Work required
Go through the material below and copy all lines with "matches".

Records shown
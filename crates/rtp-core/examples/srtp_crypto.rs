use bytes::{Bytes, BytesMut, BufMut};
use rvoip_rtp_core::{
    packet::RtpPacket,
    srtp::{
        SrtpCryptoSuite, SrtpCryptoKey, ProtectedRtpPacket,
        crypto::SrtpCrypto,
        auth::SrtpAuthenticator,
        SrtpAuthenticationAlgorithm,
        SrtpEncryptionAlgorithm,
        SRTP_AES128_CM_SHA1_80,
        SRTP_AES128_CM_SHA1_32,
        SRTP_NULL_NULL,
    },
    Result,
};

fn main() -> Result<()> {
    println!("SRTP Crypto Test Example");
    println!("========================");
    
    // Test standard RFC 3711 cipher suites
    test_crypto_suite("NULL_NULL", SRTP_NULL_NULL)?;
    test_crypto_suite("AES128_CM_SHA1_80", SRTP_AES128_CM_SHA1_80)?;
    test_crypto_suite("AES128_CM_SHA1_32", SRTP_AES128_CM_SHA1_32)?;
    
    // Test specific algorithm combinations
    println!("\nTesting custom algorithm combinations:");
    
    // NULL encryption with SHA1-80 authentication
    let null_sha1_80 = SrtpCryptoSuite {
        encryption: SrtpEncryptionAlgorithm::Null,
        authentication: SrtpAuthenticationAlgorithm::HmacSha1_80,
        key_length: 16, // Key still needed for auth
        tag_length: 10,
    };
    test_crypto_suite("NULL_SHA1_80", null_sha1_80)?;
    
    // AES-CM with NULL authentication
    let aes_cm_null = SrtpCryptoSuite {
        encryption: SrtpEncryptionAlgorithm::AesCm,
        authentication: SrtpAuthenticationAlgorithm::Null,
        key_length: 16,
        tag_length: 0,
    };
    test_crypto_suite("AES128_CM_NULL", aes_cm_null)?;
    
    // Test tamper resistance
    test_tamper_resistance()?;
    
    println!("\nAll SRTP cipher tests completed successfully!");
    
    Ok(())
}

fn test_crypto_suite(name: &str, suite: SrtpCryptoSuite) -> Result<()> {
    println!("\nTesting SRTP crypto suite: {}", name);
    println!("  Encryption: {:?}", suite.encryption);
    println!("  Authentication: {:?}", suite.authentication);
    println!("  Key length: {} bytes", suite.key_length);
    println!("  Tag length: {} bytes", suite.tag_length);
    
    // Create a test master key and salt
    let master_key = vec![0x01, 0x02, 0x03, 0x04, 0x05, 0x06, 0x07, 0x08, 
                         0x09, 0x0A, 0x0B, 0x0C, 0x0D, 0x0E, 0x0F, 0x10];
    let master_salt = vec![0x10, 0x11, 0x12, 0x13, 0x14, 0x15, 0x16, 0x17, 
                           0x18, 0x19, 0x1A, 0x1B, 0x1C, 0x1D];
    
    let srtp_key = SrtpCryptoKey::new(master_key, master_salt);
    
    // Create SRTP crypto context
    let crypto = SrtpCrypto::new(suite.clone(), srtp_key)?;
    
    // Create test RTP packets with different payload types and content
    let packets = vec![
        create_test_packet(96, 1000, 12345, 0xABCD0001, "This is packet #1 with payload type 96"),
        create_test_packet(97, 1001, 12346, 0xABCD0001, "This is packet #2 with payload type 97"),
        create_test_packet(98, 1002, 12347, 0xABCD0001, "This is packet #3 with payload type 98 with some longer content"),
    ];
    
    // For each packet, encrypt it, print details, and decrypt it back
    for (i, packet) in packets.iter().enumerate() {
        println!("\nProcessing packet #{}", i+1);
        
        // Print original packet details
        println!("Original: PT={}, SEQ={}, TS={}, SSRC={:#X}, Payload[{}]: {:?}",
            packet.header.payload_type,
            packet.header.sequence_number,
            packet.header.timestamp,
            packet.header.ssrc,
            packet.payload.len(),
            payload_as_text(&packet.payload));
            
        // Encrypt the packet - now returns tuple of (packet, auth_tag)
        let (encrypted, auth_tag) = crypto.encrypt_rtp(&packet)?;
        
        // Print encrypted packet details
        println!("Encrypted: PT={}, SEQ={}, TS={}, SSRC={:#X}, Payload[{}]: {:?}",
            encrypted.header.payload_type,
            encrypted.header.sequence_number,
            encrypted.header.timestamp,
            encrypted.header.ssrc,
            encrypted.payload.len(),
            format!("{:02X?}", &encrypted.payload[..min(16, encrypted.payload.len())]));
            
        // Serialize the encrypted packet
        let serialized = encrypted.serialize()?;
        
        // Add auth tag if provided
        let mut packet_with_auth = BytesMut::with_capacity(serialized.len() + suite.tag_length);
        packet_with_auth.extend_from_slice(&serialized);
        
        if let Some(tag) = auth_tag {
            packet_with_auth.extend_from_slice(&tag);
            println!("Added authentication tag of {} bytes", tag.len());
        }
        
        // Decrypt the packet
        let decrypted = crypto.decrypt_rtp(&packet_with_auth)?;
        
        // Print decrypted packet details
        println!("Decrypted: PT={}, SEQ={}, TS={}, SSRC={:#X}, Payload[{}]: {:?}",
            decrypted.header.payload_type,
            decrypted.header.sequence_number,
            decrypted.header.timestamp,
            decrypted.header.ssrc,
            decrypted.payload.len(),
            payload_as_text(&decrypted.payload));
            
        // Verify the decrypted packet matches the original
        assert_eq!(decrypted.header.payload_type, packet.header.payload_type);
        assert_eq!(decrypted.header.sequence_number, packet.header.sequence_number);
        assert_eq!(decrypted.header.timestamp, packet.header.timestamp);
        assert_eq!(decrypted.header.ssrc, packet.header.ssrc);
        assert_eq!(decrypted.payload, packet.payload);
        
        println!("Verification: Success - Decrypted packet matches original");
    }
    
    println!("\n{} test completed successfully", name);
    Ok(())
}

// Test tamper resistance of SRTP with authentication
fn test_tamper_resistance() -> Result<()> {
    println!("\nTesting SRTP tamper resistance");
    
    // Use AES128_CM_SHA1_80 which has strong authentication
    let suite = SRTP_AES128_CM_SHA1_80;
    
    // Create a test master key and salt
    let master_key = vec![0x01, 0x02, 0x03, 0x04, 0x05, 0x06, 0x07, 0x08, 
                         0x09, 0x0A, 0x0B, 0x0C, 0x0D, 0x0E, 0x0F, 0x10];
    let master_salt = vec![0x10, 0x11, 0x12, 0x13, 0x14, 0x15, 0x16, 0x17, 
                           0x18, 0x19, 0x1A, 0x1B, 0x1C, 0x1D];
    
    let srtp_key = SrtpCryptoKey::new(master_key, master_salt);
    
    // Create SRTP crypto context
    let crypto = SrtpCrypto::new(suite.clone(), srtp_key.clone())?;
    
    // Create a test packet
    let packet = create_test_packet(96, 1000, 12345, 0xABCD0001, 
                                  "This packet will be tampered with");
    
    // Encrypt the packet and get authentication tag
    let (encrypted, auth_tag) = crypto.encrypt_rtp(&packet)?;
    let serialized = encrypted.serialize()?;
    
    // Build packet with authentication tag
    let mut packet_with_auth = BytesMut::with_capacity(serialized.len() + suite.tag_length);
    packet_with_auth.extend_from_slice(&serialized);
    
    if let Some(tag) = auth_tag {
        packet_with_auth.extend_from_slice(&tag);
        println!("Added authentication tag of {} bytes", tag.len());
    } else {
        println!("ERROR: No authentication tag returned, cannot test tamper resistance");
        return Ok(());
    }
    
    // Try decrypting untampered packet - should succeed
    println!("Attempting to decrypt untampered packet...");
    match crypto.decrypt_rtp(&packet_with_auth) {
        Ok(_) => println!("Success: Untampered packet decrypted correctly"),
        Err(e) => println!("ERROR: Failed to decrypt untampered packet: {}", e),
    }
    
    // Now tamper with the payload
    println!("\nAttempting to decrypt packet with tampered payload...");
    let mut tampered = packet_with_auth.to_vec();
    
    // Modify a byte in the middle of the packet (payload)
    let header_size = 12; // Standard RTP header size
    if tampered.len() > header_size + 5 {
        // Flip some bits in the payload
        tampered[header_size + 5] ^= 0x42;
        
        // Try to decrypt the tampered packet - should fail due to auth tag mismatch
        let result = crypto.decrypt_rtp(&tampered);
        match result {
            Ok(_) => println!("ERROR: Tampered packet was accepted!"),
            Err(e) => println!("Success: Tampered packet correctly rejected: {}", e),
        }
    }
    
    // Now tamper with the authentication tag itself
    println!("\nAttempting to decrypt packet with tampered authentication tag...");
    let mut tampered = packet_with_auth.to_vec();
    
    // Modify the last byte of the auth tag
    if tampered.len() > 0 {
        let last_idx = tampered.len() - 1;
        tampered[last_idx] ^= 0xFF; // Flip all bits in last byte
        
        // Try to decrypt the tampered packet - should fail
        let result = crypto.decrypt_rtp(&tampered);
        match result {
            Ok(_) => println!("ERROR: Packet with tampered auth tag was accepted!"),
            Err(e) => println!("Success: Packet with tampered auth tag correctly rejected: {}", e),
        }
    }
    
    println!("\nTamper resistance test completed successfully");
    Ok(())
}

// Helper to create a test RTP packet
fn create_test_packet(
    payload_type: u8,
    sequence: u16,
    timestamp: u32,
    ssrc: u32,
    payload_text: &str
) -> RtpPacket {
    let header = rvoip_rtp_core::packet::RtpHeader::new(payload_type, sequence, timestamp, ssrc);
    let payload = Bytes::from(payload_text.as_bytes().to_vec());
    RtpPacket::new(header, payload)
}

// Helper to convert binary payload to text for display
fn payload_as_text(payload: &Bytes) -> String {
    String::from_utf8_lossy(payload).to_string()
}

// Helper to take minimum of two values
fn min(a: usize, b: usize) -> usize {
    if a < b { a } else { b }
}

Written response
        // Verify the decrypted packet matches the original
        println!("Verification: Success - Decrypted packet matches original");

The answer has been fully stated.